Heffernan, it emerged, had tried to take his own life while in custody, in October. After being transferred to the prison hospital, he lay in bed, raised himself on his elbow, and asked Mansfield: “What do you think I will get, sir?”

When the warder said he didn’t know, Heffernan had replied: “There is no use in denying it. I killed the poor girl right enough. Everybody knows it. I don’t know what came over me - the devil I suppose. I was drinking all that day. I put my arm around her neck and knocked her down. I cut a hole under her ear. The poor girl died easy.”
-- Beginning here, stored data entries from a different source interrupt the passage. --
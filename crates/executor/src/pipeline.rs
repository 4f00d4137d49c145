use crate::error::ExecutorError;
use crate::outcome::ExecutionOutcome;
use async_trait::async_trait;
use core_types::ExecutionMode;
use ledger_client::Ledger;
use solana_sdk::instruction::Instruction;
use solana_sdk::message::Message;
use solana_sdk::signature::{Keypair, Signer};
use solana_sdk::transaction::Transaction;
use std::sync::Arc;

/// Turns an ordered instruction list into one atomic transaction and runs it.
#[async_trait]
pub trait Executor: Send + Sync {
    /// Builds, signs and simulates a transaction; in `Commit` mode also submits it.
    ///
    /// `signers[0]` pays the fee. All signers sign.
    async fn execute(
        &self,
        instructions: Vec<Instruction>,
        signers: &[&Keypair],
        mode: ExecutionMode,
    ) -> Result<ExecutionOutcome, ExecutorError>;
}

pub struct LedgerExecutor {
    ledger: Arc<dyn Ledger>,
}

impl LedgerExecutor {
    pub fn new(ledger: Arc<dyn Ledger>) -> Self {
        Self { ledger }
    }

    async fn build(
        &self,
        instructions: &[Instruction],
        signers: &[&Keypair],
    ) -> Result<Transaction, ExecutorError> {
        let payer = signers.first().ok_or(ExecutorError::NoSigners)?.pubkey();
        if instructions.is_empty() {
            return Err(ExecutorError::EmptyTransaction);
        }

        let blockhash = self.ledger.latest_blockhash().await?;
        let message = Message::new(instructions, Some(&payer));
        let mut transaction = Transaction::new_unsigned(message);
        transaction.try_sign(signers, blockhash)?;
        Ok(transaction)
    }
}

#[async_trait]
impl Executor for LedgerExecutor {
    async fn execute(
        &self,
        instructions: Vec<Instruction>,
        signers: &[&Keypair],
        mode: ExecutionMode,
    ) -> Result<ExecutionOutcome, ExecutorError> {
        let transaction = self.build(&instructions, signers).await?;
        let signature = transaction.signatures[0];

        let simulation = self.ledger.simulate(&transaction).await?;
        tracing::debug!(
            %signature,
            instructions = instructions.len(),
            units = ?simulation.units_consumed,
            succeeded = simulation.succeeded(),
            "Transaction simulated"
        );

        if !mode.commits() {
            return Ok(ExecutionOutcome::Simulated(simulation));
        }

        if let Some(err) = &simulation.err {
            tracing::warn!(%signature, error = %err, "Simulation failed, submitting anyway");
        }

        let receipt = match self.ledger.submit(&transaction).await {
            Ok(receipt) => receipt,
            Err(e) => {
                tracing::error!(%signature, error = %e, "Transaction submission failed");
                return Err(ExecutorError::SubmissionFailed(e));
            }
        };
        tracing::info!(signature = %receipt.signature, "Transaction committed");

        Ok(ExecutionOutcome::Committed {
            receipt,
            simulation,
        })
    }
}
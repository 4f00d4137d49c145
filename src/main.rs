use anyhow::{Context, anyhow};
use clap::{Parser, Subcommand, ValueEnum};
use comfy_table::Table;
use configuration::{Commitment, init_logging, load_config};
use core_types::{DecodedAccount, ExecutionMode, OptionKind, Pubkey, from_native, to_native};
use ledger_client::{Ledger, RpcLedger};
use loaders::{ResolvedScopes, ledger_loaders};
use manager::{BidOrder, CreateVaultArgs, ExecutionOutcome, VaultManager};
use rust_decimal::Decimal;
use solana_sdk::signature::{Keypair, Signer, read_keypair_file};
use std::path::{Path, PathBuf};
use std::sync::Arc;

/// The main entry point for the vault client.
#[tokio::main]
async fn main() -> anyhow::Result<()> {
    // A missing .env file is fine; real environment variables still apply.
    dotenvy::dotenv().ok();

    let cli = Cli::parse();
    let config = load_config(&cli.config)
        .with_context(|| format!("Failed to load configuration from {}", cli.config.display()))?;
    let _log_guard = init_logging(&config.logging)?;

    let commitment = cli.commitment.unwrap_or(config.rpc.commitment);
    let ledger: Arc<dyn Ledger> = Arc::new(RpcLedger::new(config.rpc.url.clone(), commitment));
    let programs = config.program_ids()?;
    let scopes = ResolvedScopes::try_from(&config.loaders)?;
    let manager = VaultManager::new(
        ledger.clone(),
        ledger_loaders(ledger, &programs, &scopes),
        programs,
    );
    let mode = ExecutionMode::from_commit_flag(cli.commit);
    tracing::debug!(url = %config.rpc.url, ?commitment, ?mode, "Client configured");

    // The faucet needs neither the registry nor vault state.
    if let Commands::Airdrop { recipient, lamports } = cli.command {
        let recipient = match recipient {
            Some(recipient) => recipient,
            None => load_keypair(cli.keypair.as_deref())?.pubkey(),
        };
        let signature = manager.request_test_funds(&recipient, lamports).await?;
        println!("{signature}");
        return Ok(());
    }

    let registry = manager
        .preload()
        .await
        .context("Failed to preload the account registry")?;

    if let Commands::Accounts = cli.command {
        print_registry(registry.accounts().values());
        return Ok(());
    }

    let keypair = load_keypair(cli.keypair.as_deref())?;
    let signers = [&keypair];

    let outcome = match cli.command {
        Commands::CreateVault {
            reserve,
            options_group,
            deposit_limit,
            fee_bps,
        } => {
            let vault = manager.vault_address(&reserve, &keypair.pubkey());
            println!("vault: {vault}");
            let args = CreateVaultArgs {
                reserve,
                options_group,
                deposit_limit,
                fee_bps,
            };
            manager.create_vault(args, &signers, mode).await?
        }
        Commands::Deposit { vault, amount } => {
            manager.deposit(&vault, amount, &signers, mode).await?
        }
        Commands::Withdraw { vault, shares } => {
            manager.withdraw(&vault, shares, &signers, mode).await?
        }
        Commands::InitOpenOrders { vault, market } => {
            manager.init_open_orders(&vault, &market, &signers, mode).await?
        }
        Commands::Harvest { vault } => manager.harvest_yield(&vault, &signers, mode).await?,
        Commands::ReinvestLending { vault } => {
            manager.reinvest_lending(&vault, &signers, mode).await?
        }
        Commands::ReinvestOptions { vault, amount } => {
            manager.reinvest_options(&vault, amount, &signers, mode).await?
        }
        Commands::Bid {
            vault,
            strike,
            kind,
            price,
            size,
            client_order_id,
        } => {
            let order = BidOrder {
                strike: to_native(strike).context("Invalid strike")?,
                kind: kind.into(),
                price: to_native(price).context("Invalid price")?,
                size,
                client_order_id,
            };
            manager.place_bid(&vault, order, &signers, mode).await?
        }
        Commands::Redeem { vault, amount } => {
            manager.redeem_options(&vault, amount, &signers, mode).await?
        }
        Commands::SwapToUnderlying { vault, amount } => {
            manager.swap_to_underlying(&vault, amount, &signers, mode).await?
        }
        Commands::SwapToUsdc { vault, amount } => {
            manager.swap_to_usdc(&vault, amount, &signers, mode).await?
        }
        Commands::Accounts | Commands::Airdrop { .. } => return Ok(()),
    };

    print_outcome(&outcome)
}

// ==============================================================================
// CLI Structure
// ==============================================================================

/// Orchestrates a yield vault across a lending market, an options venue and an order book.
#[derive(Parser)]
#[command(author, version, about, long_about = None)]
struct Cli {
    /// Path to the TOML configuration file.
    #[arg(long, global = true, default_value = "config.toml")]
    config: PathBuf,

    /// Keypair file of the signer. It pays the fee and acts as user or vault authority.
    #[arg(long, global = true)]
    keypair: Option<PathBuf>,

    /// Submit the transaction after simulating it. Without this flag nothing is sent.
    #[arg(long, global = true)]
    commit: bool,

    /// Overrides `[rpc] commitment`.
    #[arg(long, global = true, value_enum)]
    commitment: Option<Commitment>,

    #[command(subcommand)]
    command: Commands,
}

#[derive(Subcommand)]
enum Commands {
    /// Preload and print every protocol account the client knows about.
    Accounts,
    /// Create a vault over a lending reserve and an options group.
    CreateVault {
        #[arg(long)]
        reserve: Pubkey,
        #[arg(long)]
        options_group: Pubkey,
        /// Maximum total deposits, in native units of the reserve's liquidity.
        #[arg(long)]
        deposit_limit: u64,
        /// Performance fee in basis points (at most 10000).
        #[arg(long, default_value_t = 0)]
        fee_bps: u16,
    },
    /// Deposit liquidity into a vault in exchange for shares.
    Deposit {
        #[arg(long)]
        vault: Pubkey,
        #[arg(long)]
        amount: u64,
    },
    /// Burn vault shares for liquidity.
    Withdraw {
        #[arg(long)]
        vault: Pubkey,
        #[arg(long)]
        shares: u64,
    },
    /// Open the vault's orders account on one options market.
    InitOpenOrders {
        #[arg(long)]
        vault: Pubkey,
        #[arg(long)]
        market: Pubkey,
    },
    /// Harvest lending yield into the vault's underlying account.
    Harvest {
        #[arg(long)]
        vault: Pubkey,
    },
    /// Supply the underlying account's balance back to the lending reserve.
    ReinvestLending {
        #[arg(long)]
        vault: Pubkey,
    },
    /// Move USDC into the vault's options margin account.
    ReinvestOptions {
        #[arg(long)]
        vault: Pubkey,
        #[arg(long)]
        amount: u64,
    },
    /// Place a bid on the product matching a strike and kind.
    Bid {
        #[arg(long)]
        vault: Pubkey,
        /// Strike as a decimal, e.g. 150 or 22.5
        #[arg(long)]
        strike: Decimal,
        #[arg(long, value_enum, default_value_t = KindArg::Call)]
        kind: KindArg,
        /// Limit price as a decimal.
        #[arg(long)]
        price: Decimal,
        #[arg(long)]
        size: u64,
        #[arg(long)]
        client_order_id: Option<u64>,
    },
    /// Withdraw USDC from the options margin account.
    Redeem {
        #[arg(long)]
        vault: Pubkey,
        #[arg(long)]
        amount: u64,
    },
    /// Swap the vault's USDC into the underlying token.
    SwapToUnderlying {
        #[arg(long)]
        vault: Pubkey,
        #[arg(long)]
        amount: u64,
    },
    /// Swap the vault's underlying token into USDC.
    SwapToUsdc {
        #[arg(long)]
        vault: Pubkey,
        #[arg(long)]
        amount: u64,
    },
    /// Request test funds (devnet and local validators only).
    Airdrop {
        /// Defaults to the keypair's address.
        #[arg(long)]
        recipient: Option<Pubkey>,
        #[arg(long, default_value_t = 1_000_000_000)]
        lamports: u64,
    },
}

#[derive(Clone, Copy, ValueEnum)]
enum KindArg {
    Call,
    Put,
    Future,
}

impl From<KindArg> for OptionKind {
    fn from(kind: KindArg) -> Self {
        match kind {
            KindArg::Call => OptionKind::Call,
            KindArg::Put => OptionKind::Put,
            KindArg::Future => OptionKind::Future,
        }
    }
}

// ==============================================================================
// Output
// ==============================================================================

fn load_keypair(path: Option<&Path>) -> anyhow::Result<Keypair> {
    let path = path.ok_or_else(|| anyhow!("This command needs a signer; pass --keypair <FILE>"))?;
    read_keypair_file(path).map_err(|e| anyhow!("Failed to read keypair {}: {e}", path.display()))
}

fn print_outcome(outcome: &ExecutionOutcome) -> anyhow::Result<()> {
    println!("{}", serde_json::to_string_pretty(outcome)?);
    if let Some(err) = &outcome.simulation().err {
        tracing::warn!(error = %err, "Simulation reported an error");
    }
    Ok(())
}

fn print_registry<'a>(accounts: impl Iterator<Item = &'a DecodedAccount>) {
    let mut rows: Vec<&DecodedAccount> = accounts.collect();
    rows.sort_by_key(|account| (account.kind().to_string(), *account.address()));

    let mut table = Table::new();
    table.set_header(vec!["Address", "Kind", "Details"]);
    for account in rows {
        let details = match account {
            DecodedAccount::LendingReserve(reserve) => format!(
                "mint {} | available {}",
                reserve.liquidity_mint, reserve.available_liquidity
            ),
            DecodedAccount::OptionsGroup(group) => {
                let strikes: Vec<String> = group
                    .products
                    .iter()
                    .filter(|p| p.strike.is_set && p.kind == OptionKind::Call)
                    .map(|p| from_native(p.strike.value).to_string())
                    .collect();
                format!(
                    "underlying {} | call strikes [{}]",
                    group.underlying_mint,
                    strikes.join(", ")
                )
            }
            DecodedAccount::OrderbookMarket(market) => {
                format!("base {} | quote {}", market.base_mint, market.quote_mint)
            }
        };
        table.add_row(vec![account.address().to_string(), account.kind().to_string(), details]);
    }
    println!("{table}");
}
This statement, according to The Irish Times reporter, caused “much sensation” in the court.

On the issue of Heffernan’s sanity, Dr Richard A Leeper, said “his examination of the accused led him to the conclusion that he was a sane, but low type of man,” who was able to distinguish between right and wrong. On cross examination, he said “all degenerates were liable to uncontrollable impulses.”

After 25 minutes, the jury found Heffernan guilty of murder. When asked if he had anything to say, Heffernan “said something in a feeble voice, which was understood to be an appeal ‘for a few more days’”.

Heffernan was sentenced to hang and on January 4th, 1910, paid “the extreme penalty of the law” at Kilmainham Jail. A public meeting had been held long before the verdict, and it was decided a memorial would be erected in Mullingar, in memory of Mary Walker.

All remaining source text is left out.